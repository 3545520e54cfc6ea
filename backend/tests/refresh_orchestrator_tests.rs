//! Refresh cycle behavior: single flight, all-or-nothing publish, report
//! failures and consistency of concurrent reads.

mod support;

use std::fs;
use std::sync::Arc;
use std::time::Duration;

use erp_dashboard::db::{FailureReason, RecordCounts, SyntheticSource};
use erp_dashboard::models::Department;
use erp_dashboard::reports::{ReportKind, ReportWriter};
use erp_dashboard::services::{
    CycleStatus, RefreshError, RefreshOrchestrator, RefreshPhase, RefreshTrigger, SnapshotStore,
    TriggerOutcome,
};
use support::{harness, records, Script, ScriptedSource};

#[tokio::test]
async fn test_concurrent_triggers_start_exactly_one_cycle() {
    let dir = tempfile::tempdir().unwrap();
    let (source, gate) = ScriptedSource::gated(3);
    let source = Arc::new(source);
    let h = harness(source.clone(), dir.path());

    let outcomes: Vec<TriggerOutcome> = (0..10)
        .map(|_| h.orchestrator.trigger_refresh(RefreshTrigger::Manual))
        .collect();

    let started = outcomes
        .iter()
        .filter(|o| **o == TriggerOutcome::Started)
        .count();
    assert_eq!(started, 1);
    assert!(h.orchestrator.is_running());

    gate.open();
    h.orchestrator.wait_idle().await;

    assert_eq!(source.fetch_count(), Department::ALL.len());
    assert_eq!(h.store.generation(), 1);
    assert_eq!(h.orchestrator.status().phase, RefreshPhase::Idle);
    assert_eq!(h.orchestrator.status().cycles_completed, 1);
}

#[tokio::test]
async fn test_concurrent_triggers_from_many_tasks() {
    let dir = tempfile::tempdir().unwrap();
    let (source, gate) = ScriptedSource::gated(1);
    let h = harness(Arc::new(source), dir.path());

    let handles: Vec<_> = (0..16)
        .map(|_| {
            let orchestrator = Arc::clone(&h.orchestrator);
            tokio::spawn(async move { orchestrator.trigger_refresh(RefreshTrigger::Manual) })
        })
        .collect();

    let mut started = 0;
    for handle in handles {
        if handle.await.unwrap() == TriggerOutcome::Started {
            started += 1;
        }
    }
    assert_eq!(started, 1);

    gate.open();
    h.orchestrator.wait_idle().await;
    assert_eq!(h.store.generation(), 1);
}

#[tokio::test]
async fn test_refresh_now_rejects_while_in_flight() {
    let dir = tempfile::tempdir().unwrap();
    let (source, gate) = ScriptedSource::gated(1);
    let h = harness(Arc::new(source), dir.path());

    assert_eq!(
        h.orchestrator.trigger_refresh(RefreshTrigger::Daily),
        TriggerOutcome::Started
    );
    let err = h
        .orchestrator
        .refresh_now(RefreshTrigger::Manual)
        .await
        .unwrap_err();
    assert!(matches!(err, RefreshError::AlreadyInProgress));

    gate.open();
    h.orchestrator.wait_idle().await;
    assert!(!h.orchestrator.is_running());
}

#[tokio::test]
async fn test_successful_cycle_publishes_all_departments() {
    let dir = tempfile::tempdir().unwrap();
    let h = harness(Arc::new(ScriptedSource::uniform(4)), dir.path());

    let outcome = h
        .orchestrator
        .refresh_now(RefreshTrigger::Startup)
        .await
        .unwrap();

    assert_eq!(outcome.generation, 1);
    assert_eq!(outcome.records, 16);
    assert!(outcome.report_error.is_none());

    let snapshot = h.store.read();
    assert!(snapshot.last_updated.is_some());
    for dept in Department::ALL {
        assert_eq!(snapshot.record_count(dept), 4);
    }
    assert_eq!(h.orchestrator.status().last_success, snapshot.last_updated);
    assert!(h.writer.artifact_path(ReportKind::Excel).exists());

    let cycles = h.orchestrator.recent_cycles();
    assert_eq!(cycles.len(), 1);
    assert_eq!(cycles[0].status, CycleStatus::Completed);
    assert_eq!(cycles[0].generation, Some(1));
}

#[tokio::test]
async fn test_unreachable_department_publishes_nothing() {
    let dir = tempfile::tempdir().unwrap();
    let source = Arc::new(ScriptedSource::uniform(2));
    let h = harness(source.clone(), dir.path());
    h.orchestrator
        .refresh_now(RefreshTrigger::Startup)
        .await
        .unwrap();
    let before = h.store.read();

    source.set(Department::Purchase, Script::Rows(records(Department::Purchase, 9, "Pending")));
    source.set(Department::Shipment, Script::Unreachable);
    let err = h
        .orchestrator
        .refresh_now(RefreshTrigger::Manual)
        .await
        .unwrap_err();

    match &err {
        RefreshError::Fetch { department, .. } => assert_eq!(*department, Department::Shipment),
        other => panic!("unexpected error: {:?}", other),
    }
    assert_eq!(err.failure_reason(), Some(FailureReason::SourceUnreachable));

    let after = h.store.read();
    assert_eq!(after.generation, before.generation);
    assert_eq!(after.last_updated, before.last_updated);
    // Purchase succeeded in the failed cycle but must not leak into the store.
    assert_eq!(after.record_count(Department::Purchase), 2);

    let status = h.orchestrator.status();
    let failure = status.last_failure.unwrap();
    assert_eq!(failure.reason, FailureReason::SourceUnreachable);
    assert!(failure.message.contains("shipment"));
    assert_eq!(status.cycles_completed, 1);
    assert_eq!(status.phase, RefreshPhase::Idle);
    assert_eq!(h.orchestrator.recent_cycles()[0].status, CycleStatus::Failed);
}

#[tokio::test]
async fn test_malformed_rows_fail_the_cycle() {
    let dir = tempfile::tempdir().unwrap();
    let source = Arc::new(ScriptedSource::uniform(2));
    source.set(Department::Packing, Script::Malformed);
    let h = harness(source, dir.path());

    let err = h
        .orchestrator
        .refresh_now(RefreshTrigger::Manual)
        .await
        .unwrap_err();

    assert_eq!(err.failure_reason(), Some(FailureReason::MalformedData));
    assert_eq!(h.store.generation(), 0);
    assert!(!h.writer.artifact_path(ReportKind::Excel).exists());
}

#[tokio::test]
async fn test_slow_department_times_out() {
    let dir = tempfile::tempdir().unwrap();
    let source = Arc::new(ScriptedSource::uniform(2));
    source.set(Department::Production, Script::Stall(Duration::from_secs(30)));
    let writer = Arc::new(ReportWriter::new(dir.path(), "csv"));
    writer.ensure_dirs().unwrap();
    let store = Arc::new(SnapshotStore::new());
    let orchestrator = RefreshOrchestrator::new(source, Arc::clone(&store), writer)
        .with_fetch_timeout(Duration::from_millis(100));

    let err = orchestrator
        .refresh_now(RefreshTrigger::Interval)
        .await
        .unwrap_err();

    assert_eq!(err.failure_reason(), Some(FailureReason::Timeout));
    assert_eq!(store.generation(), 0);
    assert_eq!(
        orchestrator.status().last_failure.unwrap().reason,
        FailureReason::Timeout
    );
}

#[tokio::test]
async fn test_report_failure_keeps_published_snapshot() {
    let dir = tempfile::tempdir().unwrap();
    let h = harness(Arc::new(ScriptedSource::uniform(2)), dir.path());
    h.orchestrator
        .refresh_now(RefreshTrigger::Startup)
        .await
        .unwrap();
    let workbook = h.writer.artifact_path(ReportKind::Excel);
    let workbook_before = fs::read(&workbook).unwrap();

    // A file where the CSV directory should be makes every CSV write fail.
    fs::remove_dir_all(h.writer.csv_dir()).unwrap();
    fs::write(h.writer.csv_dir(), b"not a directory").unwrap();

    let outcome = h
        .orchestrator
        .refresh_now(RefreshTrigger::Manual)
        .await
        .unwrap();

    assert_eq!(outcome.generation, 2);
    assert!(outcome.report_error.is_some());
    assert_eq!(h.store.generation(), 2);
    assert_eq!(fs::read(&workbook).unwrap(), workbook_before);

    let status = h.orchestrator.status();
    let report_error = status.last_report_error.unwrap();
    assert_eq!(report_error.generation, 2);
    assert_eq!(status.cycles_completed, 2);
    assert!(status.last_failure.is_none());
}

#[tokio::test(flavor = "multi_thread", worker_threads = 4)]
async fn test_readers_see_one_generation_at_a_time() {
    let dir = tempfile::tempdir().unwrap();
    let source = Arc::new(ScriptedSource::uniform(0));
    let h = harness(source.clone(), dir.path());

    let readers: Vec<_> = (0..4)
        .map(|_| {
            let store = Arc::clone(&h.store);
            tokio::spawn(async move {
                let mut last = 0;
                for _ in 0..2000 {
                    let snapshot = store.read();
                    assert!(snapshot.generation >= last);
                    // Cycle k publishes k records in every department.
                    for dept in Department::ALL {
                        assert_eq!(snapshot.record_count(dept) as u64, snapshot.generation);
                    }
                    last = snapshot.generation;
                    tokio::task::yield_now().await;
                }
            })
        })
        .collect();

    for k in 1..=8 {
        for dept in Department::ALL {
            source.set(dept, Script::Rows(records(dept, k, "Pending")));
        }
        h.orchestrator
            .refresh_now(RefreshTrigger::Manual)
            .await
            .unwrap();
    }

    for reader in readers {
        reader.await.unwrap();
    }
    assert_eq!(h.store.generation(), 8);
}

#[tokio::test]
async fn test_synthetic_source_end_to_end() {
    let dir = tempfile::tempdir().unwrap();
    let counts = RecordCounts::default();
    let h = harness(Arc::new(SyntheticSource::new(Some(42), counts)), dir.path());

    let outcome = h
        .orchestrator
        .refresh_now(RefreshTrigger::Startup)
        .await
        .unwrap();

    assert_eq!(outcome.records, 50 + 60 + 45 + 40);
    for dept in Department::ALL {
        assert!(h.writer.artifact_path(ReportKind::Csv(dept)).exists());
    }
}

────────────────────

- [Task instructions] In the entries above, restate word for word the lines between the one holding "async fn test_readers_see_one_generation_at_a_time()" and the one holding "let counts = RecordCounts::default();", inclusive, and nothing besides.

- [Finished exercise]
async fn test_readers_see_one_generation_at_a_time() {
    let dir = tempfile::tempdir().unwrap();
    let source = Arc::new(ScriptedSource::uniform(0));
    let h = harness(source.clone(), dir.path());

    let readers: Vec<_> = (0..4)
        .map(|_| {
            let store = Arc::clone(&h.store);
            tokio::spawn(async move {
                let mut last = 0;
                for _ in 0..2000 {
                    let snapshot = store.read();
                    assert!(snapshot.generation >= last);
                    // Cycle k publishes k records in every department.
                    for dept in Department::ALL {
                        assert_eq!(snapshot.record_count(dept) as u64, snapshot.generation);
                    }
                    last = snapshot.generation;
                    tokio::task::yield_now().await;
                }
            })
        })
        .collect();

    for k in 1..=8 {
        for dept in Department::ALL {
            source.set(dept, Script::Rows(records(dept, k, "Pending")));
        }
        h.orchestrator
            .refresh_now(RefreshTrigger::Manual)
            .await
            .unwrap();
    }

    for reader in readers {
        reader.await.unwrap();
    }
    assert_eq!(h.store.generation(), 8);
}

#[tokio::test]
async fn test_synthetic_source_end_to_end() {
    let dir = tempfile::tempdir().unwrap();
    let counts = RecordCounts::default();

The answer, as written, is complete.